▸ Problem to solve
Could you copy, exactly as written, every line from the first line of the records through the one containing "async fn main()"?

▸ Exercise inputs

^^^^^^^^

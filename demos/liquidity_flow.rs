//! Position lifecycle example: build the mint, deposit and withdraw
//! batches for a concentrated liquidity position.
//!
//! Batch construction is pure, so this example runs without a node; the
//! submission calls are shown commented out.

use maelstrom_sdk::{
    Bounds, MaelstromClient, ProtocolConfig, Tick, TokenDescriptor,
};

#[tokio::main]
async fn main() -> Result<(), Box<dyn std::error::Error>> {
    let client = MaelstromClient::with_rpc("http://localhost:5050", ProtocolConfig::mainnet());

    let pool = client
        .pool
        .resolve_pool_key(
            &TokenDescriptor::Symbol("ETH".into()),
            &TokenDescriptor::Symbol("USDC".into()),
            "0.3".parse()?,
            "0.6".parse()?,
            None,
        )
        .await?;

    // Provide liquidity between ticks -60000 and 60000.
    let bounds = Bounds::new(Tick::from_i64(-60_000), Tick::from_i64(60_000))?;

    // Mint: transfer both tokens to the positions contract, then
    // mint-and-deposit-and-clear. The position id arrives with the
    // confirmation.
    let mint = client.liquidity.build_create_position(
        &pool,
        bounds,
        1_000_000_000_000_000_000, // 1 ETH
        2_000_000_000,             // 2000 USDC
    )?;
    println!("Mint batch ({} calls):", mint.len());
    println!("{}", serde_json::to_string_pretty(mint.calls())?);
    // let minted = client.liquidity.create_position(&pool, bounds, ..).await?;

    // Top up an existing position; leftovers are cleared back.
    let add = client
        .liquidity
        .build_add_liquidity(42, &pool, bounds, 500_000_000_000_000_000, 1_000_000_000)?;
    println!("\nAdd batch ({} calls):", add.len());
    println!("{}", serde_json::to_string_pretty(add.calls())?);

    // Collect fees without touching liquidity.
    let collect = client
        .liquidity
        .build_withdraw_liquidity(42, &pool, bounds, 0, true, 0, 0)?;
    println!("\nCollect-fees batch ({} calls):", collect.len());
    println!("{}", serde_json::to_string_pretty(collect.calls())?);

    // Drain the position.
    let withdraw = client
        .liquidity
        .build_withdraw_liquidity(42, &pool, bounds, 123_456_789, false, 0, 0)?;
    println!("\nWithdraw batch ({} calls):", withdraw.len());
    println!("{}", serde_json::to_string_pretty(withdraw.calls())?);

    Ok(())
}
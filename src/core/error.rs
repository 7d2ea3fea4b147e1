use rust_decimal::Decimal;
use thiserror::Error;

#[derive(Error, Debug)]
pub enum SdkError {
    #[error("Unknown token: {0}")]
    TokenNotFound(String),

    #[error("Invalid pool parameter: {0}")]
    InvalidPoolParameter(String),

    #[error("Invalid tick range: lower {lower} is above upper {upper}")]
    InvalidRange { lower: i64, upper: i64 },

    #[error("Invalid slippage {0}%: must be at least 0 and below 100")]
    InvalidSlippage(Decimal),

    #[error("Invalid withdraw request: {0}")]
    InvalidWithdrawRequest(String),

    #[error(
        "No initialized pool at fee={fee_percent}% tick_spacing={tick_spacing_percent}%; \
         try another fee/tick-spacing tier (e.g. 0.05/0.1, 0.3/0.6, 1/2)"
    )]
    PoolNotFound {
        fee_percent: Decimal,
        tick_spacing_percent: Decimal,
    },

    #[error("No usable quote for this trade: {0}")]
    InsufficientQuote(String),

    #[error("Transaction reverted on-chain: {0}")]
    TransactionFailed(String),

    #[error("Math overflow")]
    MathOverflow,

    #[error("Serialization error: {0}")]
    SerializationError(String),

    #[error("RPC error: {0}")]
    RpcError(String),
}

/// Coarse error taxonomy, mainly used to decide retryability.
#[derive(Debug, Clone, Copy, PartialEq, Eq)]
pub enum ErrorKind {
    /// Caller mistake (bad percentage, malformed bounds). Never retried.
    Configuration,
    /// Unknown token or no pool for the key. Structural, never retried.
    Resolution,
    /// Dry-run quote failed or returned no route. Structural.
    Quote,
    /// Submitted transaction reverted (includes slippage violations,
    /// which the client can only bound in advance, not detect).
    Execution,
    /// Network/node failure. Opaque; safe for the caller to retry.
    Transport,
}

impl SdkError {
    pub fn kind(&self) -> ErrorKind {
        match self {
            SdkError::InvalidPoolParameter(_)
            | SdkError::InvalidRange { .. }
            | SdkError::InvalidSlippage(_)
            | SdkError::InvalidWithdrawRequest(_)
            | SdkError::MathOverflow
            | SdkError::SerializationError(_) => ErrorKind::Configuration,
            SdkError::TokenNotFound(_) | SdkError::PoolNotFound { .. } => ErrorKind::Resolution,
            SdkError::InsufficientQuote(_) => ErrorKind::Quote,
            SdkError::TransactionFailed(_) => ErrorKind::Execution,
            SdkError::RpcError(_) => ErrorKind::Transport,
        }
    }

    /// Only transport failures are retryable; everything else is structural
    /// and will fail the same way again.
    pub fn is_retryable(&self) -> bool {
        self.kind() == ErrorKind::Transport
    }
}

pub type SdkResult<T> = Result<T, SdkError>;
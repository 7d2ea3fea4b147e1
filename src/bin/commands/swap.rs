// Swap commands

use anyhow::Result;
use clap::{Args, Subcommand};
use maelstrom_sdk::{SwapAmount, SwapRequest};
use rust_decimal::Decimal;

use super::utils::{client, info, parse_token, print_batch, success};

#[derive(Args)]
pub struct SwapCmd {
    #[command(subcommand)]
    command: SwapSubcommand,
}

#[derive(Args)]
struct SwapArgs {
    /// Token to sell (symbol or 0x address)
    #[arg(long)]
    token_in: String,

    /// Token to buy (symbol or 0x address)
    #[arg(long)]
    token_out: String,

    /// Amount in the token's smallest unit
    #[arg(long)]
    amount: u128,

    /// Treat the amount as the desired output instead of the input
    #[arg(long)]
    exact_out: bool,

    /// Fee in percent (0.05 means 0.05%)
    #[arg(long, default_value = "0.3")]
    fee: Decimal,

    /// Tick spacing in percent
    #[arg(long, default_value = "0.6")]
    tick_spacing: Decimal,

    /// Slippage tolerance in percent
    #[arg(long, default_value = "0.5")]
    slippage: Decimal,
}

#[derive(Subcommand)]
enum SwapSubcommand {
    /// Build the swap batch and print it without submitting
    Quote(SwapArgs),

    /// Build, submit and confirm the swap
    Execute(SwapArgs),
}

impl SwapArgs {
    fn request(&self) -> Result<SwapRequest> {
        Ok(SwapRequest {
            token_in: parse_token(&self.token_in)?,
            token_out: parse_token(&self.token_out)?,
            fee_percent: self.fee,
            tick_spacing_percent: self.tick_spacing,
            amount: if self.exact_out {
                SwapAmount::exact_out(self.amount)
            } else {
                SwapAmount::exact_in(self.amount)
            },
            slippage_percent: self.slippage,
            extension: None,
        })
    }
}

pub async fn execute(cmd: SwapCmd, rpc_url: &str, deployment: &str) -> Result<()> {
    match cmd.command {
        SwapSubcommand::Quote(args) => {
            let client = client(rpc_url, deployment)?;
            let plan = client.swap.build_swap(&args.request()?).await?;

            info(&format!(
                "Selling {} for {} ({})",
                plan.pool.token_a().symbol,
                plan.pool.token_b().symbol,
                if plan.is_selling_token0 {
                    "token0 -> token1"
                } else {
                    "token1 -> token0"
                }
            ));
            info(&format!("Expected out: {}", plan.expected_out));
            info(&format!("Minimum out (enforced on-chain): {}", plan.min_out));
            info(&format!("Price limit: {:#x}", plan.sqrt_ratio_limit));
            print_batch(&plan.batch)?;
            Ok(())
        }

        SwapSubcommand::Execute(args) => {
            info("Submitting swap...");
            let client = client(rpc_url, deployment)?;
            let result = client.swap.swap(&args.request()?).await?;
            success(&format!("Swap confirmed! Tx: {}", result.tx_hash));
            info(&format!(
                "Expected {} out, floor was {}",
                result.expected_out, result.min_out
            ));
            Ok(())
        }
    }
}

^^^^^^^^

▸ Solution below
filename demos/liquidity_flow.rs
//! Position lifecycle example: build the mint, deposit and withdraw
//! batches for a concentrated liquidity position.
//!
//! Batch construction is pure, so this example runs without a node; the
//! submission calls are shown commented out.

use maelstrom_sdk::{
    Bounds, MaelstromClient, ProtocolConfig, Tick, TokenDescriptor,
};

#[tokio::main]
async fn main() -> Result<(), Box<dyn std::error::Error>> {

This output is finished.